Bindlestiff Family Cirkus Cabaret
Club Helsinki Hudson
February 28, 2015
Review and photos by Seth Rogovoy
(HUDSON, N.Y.) – The Bindlestiff Family Cirkus is in the midst of its annual winter residency at Club Helsinki Hudson, performing monthly shows from January through March, and Saturday night’s show, on the final night of the most dismal February in memory – literally one for the record books – provided some much-needed smiles and laughter.
The Hudson-based troupe, founded and run by Stephanie Monseu and Keith Nelson, brought to town a talented variety of performers who variously dazzled with acrobatics, slapstick comedy, musical performances, and other clowning around.
Nelson himself kicked things off with his own kind of clowning, which included plenty of X-rated “balloon sculptures.” There was plenty of audience participation – or was that audience humiliation? – involved, which set the tone for the evening, which emphasized the live, anything-can-happen aspect of the show, in which the performers didn’t hide behind theater’s artificial fourth wall, but often made the audience part of the show.
Such was the case during the routine by comedians Stephen King and Ryan Dekoe, who perform as Fly By Night. The duo of talented jugglers and improvisers drafted an unwitting audience member, who looked like he could have been a member of the Grateful Dead – or at least a longtime follower – and they made the most of that with amphetamine-fast repartee about smoking pot and other behaviors associated with aging hippies, all the while juggling bowling pins just inches in front of and behind his head.
Brooklyn-based hula hoop artist Miss 360 did more with those hoops that you ever imagined possible, both from the vantage point of the artist and the actual hoop. Hudson Valley author Sarah Kilborne delivered an over-the-top, razzle-dazzle rendition of a lesbian torch song, presumably from her upcoming show, “The Lavender Blues: A Showcase of Queer Music Before World War II.”

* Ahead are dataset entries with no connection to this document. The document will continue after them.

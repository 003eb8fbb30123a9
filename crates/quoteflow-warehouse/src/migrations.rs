use ::duckdb::Connection;
use tracing::info;

struct Migration {
    version: &'static str,
    sql: &'static str,
}

// Columns of the conflict key must stay out of any secondary index: DuckDB
// rejects ON CONFLICT DO UPDATE on indexed columns.
const MIGRATIONS: &[Migration] = &[Migration {
    version: "0001_stock_prices",
    sql: r#"
CREATE TABLE IF NOT EXISTS stock_prices (
    symbol VARCHAR NOT NULL,
    price DECIMAL(18, 4) NOT NULL,
    open_price DECIMAL(18, 4) NOT NULL,
    high_price DECIMAL(18, 4) NOT NULL,
    low_price DECIMAL(18, 4) NOT NULL,
    close_price DECIMAL(18, 4) NOT NULL,
    volume UBIGINT NOT NULL,
    api_timestamp TIMESTAMP NOT NULL,
    source VARCHAR NOT NULL,
    raw_payload VARCHAR NOT NULL,
    fetched_at TIMESTAMP NOT NULL,
    PRIMARY KEY(symbol, api_timestamp)
);
"#,
}];

pub fn apply_migrations(connection: &Connection) -> Result<(), ::duckdb::Error> {
    connection.execute_batch(
        r#"
CREATE TABLE IF NOT EXISTS schema_migrations (
    version VARCHAR PRIMARY KEY,
    applied_at TIMESTAMP NOT NULL DEFAULT CURRENT_TIMESTAMP
);
"#,
    )?;

    for migration in MIGRATIONS {
        let applied_count: i64 = connection.query_row(
            "SELECT COUNT(*) FROM schema_migrations WHERE version = ?",
            [migration.version],
            |row| row.get(0),
        )?;

        if applied_count == 0 {
            connection.execute_batch(migration.sql)?;
            connection.execute(
                "INSERT INTO schema_migrations (version) VALUES (?)",
                [migration.version],
            )?;
            info!(version = migration.version, "applied warehouse migration");
        }
    }

    Ok(())
}
use std::fmt::{Display, Formatter};
use std::str::FromStr;

use serde::Serialize;

use crate::ValidationError;

const MAX_SYMBOL_LEN: usize = 15;

/// Ticker symbol as sent to the provider and stored in `stock_prices.symbol`.
///
/// Always trimmed and uppercase, 1 to 15 characters made of `A-Z`, `0-9`, `.`
/// and `-` (covers class shares such as `BRK.B`).
#[derive(Debug, Clone, PartialEq, Eq, Hash, Serialize)]
#[serde(into = "String")]
pub struct Symbol(String);

impl Symbol {
    pub fn parse(input: &str) -> Result<Self, ValidationError> {
        let normalized = input.trim().to_ascii_uppercase();

        if normalized.is_empty() {
            return Err(ValidationError::EmptySymbol);
        }

        if let Some((index, ch)) = normalized
            .char_indices()
            .find(|(_, ch)| !(ch.is_ascii_alphanumeric() || *ch == '.' || *ch == '-'))
        {
            return Err(ValidationError::SymbolInvalidChar { ch, index });
        }

        let len = normalized.chars().count();
        if len > MAX_SYMBOL_LEN {
            return Err(ValidationError::SymbolTooLong {
                len,
                max: MAX_SYMBOL_LEN,
            });
        }

        Ok(Self(normalized))
    }

    pub fn as_str(&self) -> &str {
        &self.0
    }
}

impl Display for Symbol {
    fn fmt(&self, f: &mut Formatter<'_>) -> std::fmt::Result {
        f.write_str(self.as_str())
    }
}

impl FromStr for Symbol {
    type Err = ValidationError;

    fn from_str(value: &str) -> Result<Self, Self::Err> {
        Self::parse(value)
    }
}

impl From<Symbol> for String {
    fn from(value: Symbol) -> Self {
        value.0
    }
}

#[cfg(test)]
mod tests {
    use super::*;

    #[test]
    fn trims_and_uppercases() {
        let parsed = Symbol::parse("  msft\t").expect("symbol should parse");
        assert_eq!(parsed.as_str(), "MSFT");
    }

    #[test]
    fn accepts_class_share_suffix() {
        assert_eq!(Symbol::parse("brk.b").expect("parse").as_str(), "BRK.B");
    }

    #[test]
    fn rejects_blank_input() {
        assert_eq!(Symbol::parse("   "), Err(ValidationError::EmptySymbol));
    }

    #[test]
    fn accepts_leading_digits() {
        assert_eq!(Symbol::parse("7203.t").expect("parse").as_str(), "7203.T");
    }

    #[test]
    fn rejects_url_characters() {
        assert!(matches!(
            Symbol::parse("AAPL&apikey=x"),
            Err(ValidationError::SymbolInvalidChar { ch: '&', index: 4 })
        ));
    }

    #[test]
    fn rejects_overlong_symbol() {
        let err = Symbol::parse("ABCDEFGHIJKLMNOP").expect_err("16 chars");
        assert_eq!(err, ValidationError::SymbolTooLong { len: 16, max: 15 });
    }
}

Dimitri Hatton contributed a set of comedy that applied Steve Martin-style slapstick to Andy Kaufman’s character of Foreign Man in a bit that underlined the theme of the evening – if there was one: the tension between theatrical lies and illusion. They are two different things, and throughout the evening, performers ventured their different takes on the notion. The same was the case with Kendra Greaves, who performed a stunning aerial act that at the same time was a critique of pop culture.
The ringmistress of it all, Stephanie Monseu, brought the curtain down on Act I with a lascivious lesson in safe sex that involved a condom and nasal irrigation. Enough said about that!
Alas, I could only stay for Act I, so Act II will have to be left to yours and my imaginations.